Le plus fort est que cette volonté très affirmée de varier les tempos et les registres, les genres et les univers ne nuit pas à l'unité du film, à son atmosphère de conte enfantin immergé dans une matérialité primitive.

Loin de cultiver un territoire bien balisé, Le Sang ne cesse de s'ouvrir, à de nouveaux personnages (la Miss Portugal 1950, les deux vieux "gangsters" en impers melvilliens) comme à de nouveaux flux de mémoire de spectateur. Mais si Costa a manifestement vu tous les films, le terme de "références" est impropre à décrire ce qui est à l'oeuvre dans Le Sang. Comme ses personnages ont la beauté et les yeux toujours brillants de vampires qui semblent flamber de l'intérieur sans jamais avoir à mordre personne, le film n'exhibe pas la digestion de son humus cinéphilique. Il ne cite pas plus ses sources qu'il ne récite sa leçon. Au lieu de multiplier les clins d'oeil référentiels et mortifères, Costa organise et prend à son compte la confrontation féconde entre une histoire immortelle (tous les enfants rêvent d'être orphelins), malaxée à l'infini par quelques grands cinéastes de chevet, et les leçons formelles qu'il tire d'une fréquentation assidue de maîtres modernes tels que les Straub qu'il est en train de filmer pour la série Cinéma, de notre temps. Comme le soulignait Louis Seguin dans La Quinzaine littéraire (n° 776), Costa est "l'un des seuls à revenir du côté "archaïque" de l'origine et à réinventer un cinéma d'outre-tombe".

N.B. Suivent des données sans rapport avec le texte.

//! Ordered drawing instructions.
//!
//! A [`Drawing`] only ever grows. Insertion order is paint order: later primitives are drawn on
//! top of earlier ones, and serialization preserves that order exactly.

use crate::geom::Point;

/// Semantic style of a primitive; each maps to one rule of the embedded stylesheet.
#[derive(Debug, Clone, Copy, PartialEq, Eq)]
pub enum StyleClass {
    Grid,
    Axis,
    Profile,
    Text,
    Title,
    Label,
}

impl StyleClass {
    pub const ALL: [StyleClass; 6] = [
        StyleClass::Grid,
        StyleClass::Axis,
        StyleClass::Profile,
        StyleClass::Text,
        StyleClass::Title,
        StyleClass::Label,
    ];

    pub fn as_str(self) -> &'static str {
        match self {
            StyleClass::Grid => "grid",
            StyleClass::Axis => "axis",
            StyleClass::Profile => "profile",
            StyleClass::Text => "text",
            StyleClass::Title => "title",
            StyleClass::Label => "label",
        }
    }
}

#[derive(Debug, Clone, Copy, PartialEq, Eq)]
pub enum TextAnchor {
    Start,
    Middle,
    End,
}

impl TextAnchor {
    pub fn as_str(self) -> &'static str {
        match self {
            TextAnchor::Start => "start",
            TextAnchor::Middle => "middle",
            TextAnchor::End => "end",
        }
    }
}

/// Rotation of a text element, in degrees, about `pivot`.
#[derive(Debug, Clone, Copy, PartialEq)]
pub struct Rotation {
    pub degrees: f64,
    pub pivot: Point,
}

#[derive(Debug, Clone, Copy, Default, PartialEq)]
pub struct TextOptions {
    pub anchor: Option<TextAnchor>,
    pub rotation: Option<Rotation>,
}

impl TextOptions {
    pub fn anchored(anchor: TextAnchor) -> Self {
        Self {
            anchor: Some(anchor),
            rotation: None,
        }
    }

    pub fn rotated(mut self, degrees: f64, pivot: Point) -> Self {
        self.rotation = Some(Rotation { degrees, pivot });
        self
    }
}

#[derive(Debug, Clone, PartialEq)]
pub enum DrawingPrimitive {
    Line {
        from: Point,
        to: Point,
        style: StyleClass,
    },
    Polyline {
        points: Vec<Point>,
        style: StyleClass,
    },
    Text {
        position: Point,
        content: String,
        style: StyleClass,
        options: TextOptions,
    },
    Circle {
        center: Point,
        radius: f64,
        fill: String,
    },
}

#[derive(Debug, Clone, Default, PartialEq)]
pub struct Drawing {
    primitives: Vec<DrawingPrimitive>,
}

impl Drawing {
    pub fn new() -> Self {
        Self::default()
    }

    pub fn line(&mut self, from: Point, to: Point, style: StyleClass) {
        self.primitives
            .push(DrawingPrimitive::Line { from, to, style });
    }

    pub fn polyline(&mut self, points: Vec<Point>, style: StyleClass) {
        self.primitives
            .push(DrawingPrimitive::Polyline { points, style });
    }

    pub fn text(
        &mut self,
        position: Point,
        content: impl Into<String>,
        style: StyleClass,
        options: TextOptions,
    ) {
        self.primitives.push(DrawingPrimitive::Text {
            position,
            content: content.into(),
            style,
            options,
        });
    }

    pub fn circle(&mut self, center: Point, radius: f64, fill: impl Into<String>) {
        self.primitives.push(DrawingPrimitive::Circle {
            center,
            radius,
            fill: fill.into(),
        });
    }

    pub fn primitives(&self) -> &[DrawingPrimitive] {
        &self.primitives
    }

    pub fn len(&self) -> usize {
        self.primitives.len()
    }

    pub fn is_empty(&self) -> bool {
        self.primitives.is_empty()
    }

    pub(crate) fn into_primitives(self) -> Vec<DrawingPrimitive> {
        self.primitives
    }
}
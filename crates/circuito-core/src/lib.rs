#![forbid(unsafe_code)]

//! Circuit XML extraction (headless).
//!
//! Design goals:
//! - the document namespace is detected once and every lookup is bound to it
//! - extraction is a pure function of the document: same input, same records
//! - malformed numbers are errors, absent elements are not

pub mod altimetry;
pub mod error;
pub mod info;
pub mod resolver;
pub mod source;
pub mod track;

pub use altimetry::{CircuitSample, ExtractionResult, extract_altimetry};
pub use error::{Error, Result};
pub use info::{CircuitInfo, Measurement, Photo, StandingEntry, Video, extract_info};
pub use resolver::{DEFAULT_NAMESPACE, Resolver, parse_document};
pub use source::{DEFAULT_INPUT_PATH, read_document_source};
pub use track::{CircuitTrack, GeoPoint, TrackSegment, extract_track};

/// Parses `text` and extracts its altimetry samples.
pub fn altimetry_from_str(text: &str) -> Result<ExtractionResult> {
    let doc = parse_document(text)?;
    extract_altimetry(&Resolver::new(&doc))
}

/// Parses `text` and extracts the flat information record.
pub fn info_from_str(text: &str) -> Result<CircuitInfo> {
    let doc = parse_document(text)?;
    Ok(extract_info(&Resolver::new(&doc)))
}

/// Parses `text` and extracts the geographic track.
pub fn track_from_str(text: &str) -> Result<CircuitTrack> {
    let doc = parse_document(text)?;
    extract_track(&Resolver::new(&doc))
}

#[cfg(test)]
mod tests;
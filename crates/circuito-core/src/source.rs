use crate::{Error, Result};
use std::path::Path;

/// Default input file name used by every converter when no path is given.
pub const DEFAULT_INPUT_PATH: &str = "circuitoEsquema.xml";

/// Reads a circuit document from disk.
///
/// A missing file is reported as [`Error::InputNotFound`]; any other read failure keeps the
/// underlying I/O error.
pub fn read_document_source(path: impl AsRef<Path>) -> Result<String> {
    let path = path.as_ref();
    std::fs::read_to_string(path).map_err(|source| {
        if source.kind() == std::io::ErrorKind::NotFound {
            Error::InputNotFound {
                path: path.to_path_buf(),
            }
        } else {
            Error::Io {
                path: path.to_path_buf(),
                source,
            }
        }
    })
}
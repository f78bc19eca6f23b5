//! Builder for both filter flavors.
//!
//! # Type-State Pattern
//!
//! ```text
//! Initial → WithItems → Complete → BloomFilter / MutexBloomFilter
//!     ↓         ↓           ↓
//!   .expected_items()  .false_positive_rate()  .build() / .build_mutex()
//!
//! Initial ──────────────→ Complete
//!           .dimensions()
//! ```
//!
//! # Examples
//!
//! ## Minimal Configuration
//!
//! ```
//! use fastbloom::builder::FilterBuilder;
//!
//! let filter = FilterBuilder::new()
//!     .expected_items(100)
//!     .false_positive_rate(0.1)
//!     .build()
//!     .unwrap();
//!
//! assert_eq!(filter.capacity(), 480);
//! assert_eq!(filter.num_hash_functions(), 4);
//! ```
//!
//! ## Full Configuration
//!
//! ```
//! use fastbloom::builder::FilterBuilder;
//! use fastbloom::hash::Fnv64a;
//! use fastbloom::StorageStrategy;
//!
//! let filter = FilterBuilder::new()
//!     .expected_items(10_000)
//!     .false_positive_rate(0.001)
//!     .storage(StorageStrategy::MutexBytes)
//!     .hasher(Fnv64a::new())
//!     .build_mutex()
//!     .unwrap();
//!
//! assert_eq!(filter.hasher_name(), "fnv1a_64");
//! ```
//!
//! ## Error Handling
//!
//! ```
//! use fastbloom::builder::FilterBuilder;
//!
//! let result = FilterBuilder::new()
//!     .expected_items(10_000)
//!     .false_positive_rate(1.5)
//!     .build();
//!
//! assert!(result.is_err());
//! ```

#![allow(clippy::cast_precision_loss)]

use std::marker::PhantomData;

use crate::core::params;
use crate::core::storage::{Buckets, StorageStrategy};
use crate::error::{BloomError, Result};
use crate::filters::{BloomFilter, MutexBloomFilter};
use crate::hash::{DefaultHasher, Hasher64};

/// Type-state marker: no sizing parameters set.
pub struct Initial;

/// Type-state marker: expected item count is set.
pub struct WithItems;

/// Type-state marker: sizing is fully determined.
pub struct Complete;

/// Builder for Bloom filters with type-state guarantees.
///
/// # Type Parameters
///
/// - `State`: current builder state ([`Initial`], [`WithItems`], [`Complete`])
/// - `H`: hash function type (defaults to [`DefaultHasher`])
pub struct FilterBuilder<State, H = DefaultHasher> {
    expected_items: Option<usize>,
    fp_rate: Option<f64>,
    dimensions: Option<(usize, usize)>,
    storage: StorageStrategy,
    hasher: H,
    _state: PhantomData<State>,
}

impl FilterBuilder<Initial, DefaultHasher> {
    /// Create a new builder with default storage and hasher.
    #[must_use]
    pub fn new() -> Self {
        Self {
            expected_items: None,
            fp_rate: None,
            dimensions: None,
            storage: StorageStrategy::default(),
            hasher: DefaultHasher::new(),
            _state: PhantomData,
        }
    }

    /// Shorthand for `FilterBuilder::new().dimensions(m, k)`.
    #[must_use]
    pub fn with_dimensions(m: usize, k: usize) -> FilterBuilder<Complete, DefaultHasher> {
        Self::new().dimensions(m, k)
    }
}

impl<H> FilterBuilder<Initial, H> {
    /// Set the number of keys the filter should hold at its target rate.
    ///
    /// Transitions the builder to the `WithItems` state. Zero is accepted and
    /// yields the minimum filter size.
    #[must_use]
    pub fn expected_items(self, items: usize) -> FilterBuilder<WithItems, H> {
        FilterBuilder {
            expected_items: Some(items),
            fp_rate: self.fp_rate,
            dimensions: None,
            storage: self.storage,
            hasher: self.hasher,
            _state: PhantomData,
        }
    }

    /// Skip sizing and use explicit `m` bits and `k` probes.
    ///
    /// Transitions the builder directly to the `Complete` state.
    #[must_use]
    pub fn dimensions(self, m: usize, k: usize) -> FilterBuilder<Complete, H> {
        FilterBuilder {
            expected_items: None,
            fp_rate: None,
            dimensions: Some((m, k)),
            storage: self.storage,
            hasher: self.hasher,
            _state: PhantomData,
        }
    }
}

impl<H> FilterBuilder<WithItems, H> {
    /// Set the target false positive rate, in (0, 1).
    ///
    /// Transitions the builder to the `Complete` state. The value is checked
    /// when the filter is built.
    #[must_use]
    pub fn false_positive_rate(self, fp_rate: f64) -> FilterBuilder<Complete, H> {
        FilterBuilder {
            expected_items: self.expected_items,
            fp_rate: Some(fp_rate),
            dimensions: None,
            storage: self.storage,
            hasher: self.hasher,
            _state: PhantomData,
        }
    }
}

impl<State, H> FilterBuilder<State, H> {
    /// Choose the bit storage (optional, defaults to `Atomic32`).
    #[must_use]
    pub fn storage(mut self, storage: StorageStrategy) -> Self {
        self.storage = storage;
        self
    }

    /// Replace the hash function (optional, defaults to FNV-1).
    #[must_use]
    pub fn hasher<H2: Hasher64>(self, hasher: H2) -> FilterBuilder<State, H2> {
        FilterBuilder {
            expected_items: self.expected_items,
            fp_rate: self.fp_rate,
            dimensions: self.dimensions,
            storage: self.storage,
            hasher,
            _state: PhantomData,
        }
    }
}

impl<H: Hasher64> FilterBuilder<Complete, H> {
    /// Resolve `(m, k)` from whichever sizing path was taken.
    fn resolve(&self) -> Result<(usize, usize)> {
        match (self.dimensions, self.expected_items, self.fp_rate) {
            (Some((m, k)), _, _) => {
                super::validation::validate_dimensions(m, k)?;
                Ok((m, k))
            }
            (None, Some(items), Some(fp_rate)) => {
                super::validation::validate_fp_rate(fp_rate)?;
                params::optimal_params(items, fp_rate)
            }
            _ => Err(BloomError::invalid_parameters(
                "builder has neither dimensions nor a capacity target",
            )),
        }
    }

    /// Build the lock-free filter.
    ///
    /// # Errors
    ///
    /// Returns error if:
    /// - `fp_rate` not in (0, 1)
    /// - explicit `m` or `k` is zero
    /// - the derived size overflows
    pub fn build(self) -> Result<BloomFilter<Buckets, H>> {
        let (m, k) = self.resolve()?;
        BloomFilter::explicit(m, k, self.storage, self.hasher)
    }

    /// Build the single-lock filter.
    ///
    /// # Errors
    ///
    /// As for [`build`](Self::build).
    pub fn build_mutex(self) -> Result<MutexBloomFilter<Buckets, H>> {
        let (m, k) = self.resolve()?;
        MutexBloomFilter::explicit(m, k, self.storage, self.hasher)
    }

    /// Build the lock-free filter and report the parameters it was given.
    ///
    /// # Examples
    ///
    /// ```
    /// use fastbloom::builder::FilterBuilder;
    ///
    /// let (filter, metadata) = FilterBuilder::new()
    ///     .expected_items(100)
    ///     .false_positive_rate(0.01)
    ///     .build_with_metadata()
    ///     .unwrap();
    ///
    /// assert_eq!(metadata.m, 959);
    /// assert_eq!(metadata.k, 7);
    /// assert_eq!(metadata.m, filter.capacity());
    /// ```
    ///
    /// # Errors
    ///
    /// As for [`build`](Self::build).
    pub fn build_with_metadata(self) -> Result<(BloomFilter<Buckets, H>, FilterMetadata)> {
        let (m, k) = self.resolve()?;
        let metadata = FilterMetadata {
            expected_items: self.expected_items,
            fp_rate: self.fp_rate,
            m,
            k,
            storage: self.storage,
            frame_bytes: self.storage.frame_len(m),
        };
        let filter = BloomFilter::explicit(m, k, self.storage, self.hasher)?;
        Ok((filter, metadata))
    }
}

impl Default for FilterBuilder<Initial, DefaultHasher> {
    fn default() -> Self {
        Self::new()
    }
}

/// Parameters a filter was built with.
///
/// Capacity fields are `None` when the builder was given explicit dimensions.
#[derive(Debug, Clone, PartialEq)]
#[cfg_attr(feature = "serde", derive(serde::Serialize, serde::Deserialize))]
pub struct FilterMetadata {
    /// Expected number of items.
    pub expected_items: Option<usize>,
    /// Target false positive rate.
    pub fp_rate: Option<f64>,
    /// Bit array size.
    pub m: usize,
    /// Probes per key.
    pub k: usize,
    /// Storage strategy.
    pub storage: StorageStrategy,
    /// Size of the encoded bit array.
    pub frame_bytes: usize,
}

impl FilterMetadata {
    /// Bits of storage per expected item.
    #[must_use]
    pub fn bits_per_item(&self) -> Option<f64> {
        self.expected_items
            .filter(|n| *n > 0)
            .map(|n| self.m as f64 / n as f64)
    }

    /// False positive rate predicted once `expected_items` keys are added.
    #[must_use]
    pub fn predicted_fp_rate(&self) -> Option<f64> {
        let items = self.expected_items?;
        params::expected_fp_rate(self.m, items, self.k).ok()
    }

    /// Encoded size in kilobytes.
    #[must_use]
    pub fn frame_kb(&self) -> f64 {
        self.frame_bytes as f64 / 1024.0
    }
}
//! Filter sizing policy.
//!
//! Pure functions that derive the bit-array size `m` and probe count `k` from
//! an expected item count `n` and a target false positive rate `ε`.
//!
//! # Mathematical Background
//!
//! Sizing assumes the filter should be half full when it holds `n` items
//! (fill ratio `f = 0.5`), which is the point where the false positive rate is
//! minimised for a given `m`:
//!
//! - `m = ⌈n / ((ln f × ln(1 - f)) / |ln ε|)⌉`
//! - `k = ⌈log₂(1 / ε)⌉`
//!
//! With `f = 0.5` the denominator is `(ln 2)² / |ln ε|`, so `m` agrees with the
//! classic `-n × ln ε / (ln 2)²` bound, and `k` is the number of half-full
//! probes needed to push the false positive probability under `ε`.
//!
//! Once more than `n` items are added the false positive rate rises smoothly;
//! nothing here tries to bound it past the configured capacity.
//!
//! # References
//!
//! - Bloom, Burton H. (1970). "Space/Time Trade-offs in Hash Coding with Allowable Errors"
//! - Kirsch & Mitzenmacher (2006). "Less Hashing, Same Performance: Building a Better Bloom Filter"

#![allow(clippy::cast_possible_truncation)]
#![allow(clippy::cast_sign_loss)]
#![allow(clippy::cast_precision_loss)]

use crate::error::{BloomError, Result};

/// Fraction of bits expected to be set once the filter holds its design capacity.
pub const FILL_RATIO: f64 = 0.5;

/// Bit array size [`optimal_m`] hands out when the formula yields zero (`n = 0`).
pub const MIN_FILTER_SIZE: usize = 8;

/// Validate that a false positive rate lies in the open interval (0, 1).
///
/// # Errors
///
/// [`BloomError::FalsePositiveRateOutOfBounds`] for `fp_rate <= 0`, `fp_rate >= 1` or NaN.
#[inline]
pub fn validate_fp_rate(fp_rate: f64) -> Result<()> {
    if !(fp_rate > 0.0 && fp_rate < 1.0) {
        return Err(BloomError::fp_rate_out_of_bounds(fp_rate));
    }
    Ok(())
}

/// Validate explicit filter dimensions.
///
/// # Errors
///
/// - [`BloomError::InvalidFilterSize`] if `m == 0`
/// - [`BloomError::InvalidHashCount`] if `k == 0` or `k` does not fit in a `u32`
#[inline]
pub fn validate_params(m: usize, k: usize) -> Result<()> {
    if m == 0 {
        return Err(BloomError::invalid_filter_size(m));
    }
    if k == 0 || u32::try_from(k).is_err() {
        return Err(BloomError::invalid_hash_count(k));
    }
    Ok(())
}

/// Calculate the optimal number of bits for `n` items at rate `fp_rate`.
///
/// `n = 0` is legal and yields [`MIN_FILTER_SIZE`]. Any `n > 0` gets the
/// formula's result unchanged, however small.
///
/// # Errors
///
/// - [`BloomError::FalsePositiveRateOutOfBounds`] if `fp_rate` is not in (0, 1)
/// - [`BloomError::InvalidParameters`] if the result does not fit in memory
///
/// # Examples
///
/// ```
/// use fastbloom::core::params::optimal_m;
///
/// assert_eq!(optimal_m(100, 0.1).unwrap(), 480);
/// assert_eq!(optimal_m(100, 0.01).unwrap(), 959);
/// assert!(optimal_m(100, 0.0).is_err());
/// ```
pub fn optimal_m(n: usize, fp_rate: f64) -> Result<usize> {
    validate_fp_rate(fp_rate)?;

    let bits_per_item_inv = (FILL_RATIO.ln() * (1.0 - FILL_RATIO).ln()) / fp_rate.ln().abs();
    let m = (n as f64 / bits_per_item_inv).ceil();

    // Bound the allocation well below usize::MAX so word counts cannot overflow.
    if !m.is_finite() || m > (usize::MAX / 2) as f64 {
        return Err(BloomError::invalid_parameters(format!(
            "calculated filter size {:.0} bits for n={} and fp_rate={} exceeds system limits",
            m, n, fp_rate
        )));
    }

    match m as usize {
        0 => Ok(MIN_FILTER_SIZE),
        m => Ok(m),
    }
}

/// Calculate the optimal number of probes for `fp_rate`.
///
/// Always at least 1.
///
/// # Errors
///
/// [`BloomError::FalsePositiveRateOutOfBounds`] if `fp_rate` is not in (0, 1).
///
/// # Examples
///
/// ```
/// use fastbloom::core::params::optimal_k;
///
/// assert_eq!(optimal_k(0.1).unwrap(), 4);
/// assert_eq!(optimal_k(0.01).unwrap(), 7);
/// assert_eq!(optimal_k(0.9).unwrap(), 1);
/// ```
pub fn optimal_k(fp_rate: f64) -> Result<usize> {
    validate_fp_rate(fp_rate)?;
    let k = (1.0 / fp_rate).log2().ceil() as usize;
    Ok(k.max(1))
}

/// Calculate `(m, k)` in one call.
///
/// # Errors
///
/// See [`optimal_m`].
pub fn optimal_params(n: usize, fp_rate: f64) -> Result<(usize, usize)> {
    Ok((optimal_m(n, fp_rate)?, optimal_k(fp_rate)?))
}

/// Theoretical false positive probability after `n` insertions.
///
/// Implements `p = (1 - e^(-kn/m))^k`, clamped to `[0, 1]`.
///
/// # Errors
///
/// See [`validate_params`].
///
/// # Examples
///
/// ```
/// use fastbloom::core::params::expected_fp_rate;
///
/// let p = expected_fp_rate(9586, 1000, 7).unwrap();
/// assert!((p - 0.01).abs() < 0.001);
/// ```
pub fn expected_fp_rate(m: usize, n: usize, k: usize) -> Result<f64> {
    validate_params(m, k)?;
    if n == 0 {
        return Ok(0.0);
    }

    let k_f64 = k as f64;
    let exponent = -(k_f64 * n as f64) / m as f64;
    let fp_rate = (1.0 - exponent.exp()).powf(k_f64);
    Ok(fp_rate.clamp(0.0, 1.0))
}

/// False positive probability implied by an observed fill ratio.
///
/// Each probe hits a set bit with probability `fill`, so `p = fill^k`.
#[must_use]
pub fn fp_rate_from_fill(fill: f64, k: usize) -> f64 {
    fill.clamp(0.0, 1.0).powi(k as i32)
}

Parti d'une confrontation immuable et monumentale (le père contre le fils aîné), Le Sang invente une mise en scène qui épouse sa mise en mouvement, son affranchissement définitif des vignettes qui le guettait au tournant comme des inhibitions qui auraient pu le brider. Lesté de courants contradictoires, il ramène le cinéma vers un état d'enfance véritable qui fait que les personnages marchent, courent et se poursuivent dans un frémissement de première fois, parce qu'il ne peut en être autrement, parce qu'ils n'ont pas d'autre choix pour exister. Le Sang ne fait que réinventer son bagage, les valises restent fermées, puis finissent par disparaître, rien dans les mains et rien dans les poches, pas plus d'intentions que de rétention. Tendu comme un arc de bout en bout de son parcours, du départ du père jusqu'au retour de Nino par la rivière des morts, le film se laisse d'autant moins capturer que son matériau romanesque semble s'effacer à mesure qu'il se déploie, parvenant ainsi à conjuguer puissance de la structure dramaturgique et saisie de l'instant de la sensation. Que reste-t-il du Sang quand il a tout donné dans sa généreuse économie de la perte ? Des plans plus qu'un récit, des visages et des postures (une fille endormie sur ses genoux), un travelling sur un petit bois, l'impression d'une course-poursuite qui aurait oublié de se presser, un mélodrame qui aurait omis d'appuyer là où ça fait le plus mal, une beauté si pure qu'elle n'a même pas pensé à s'encadrer elle-même. Il faut l'avoir revu pour le croire.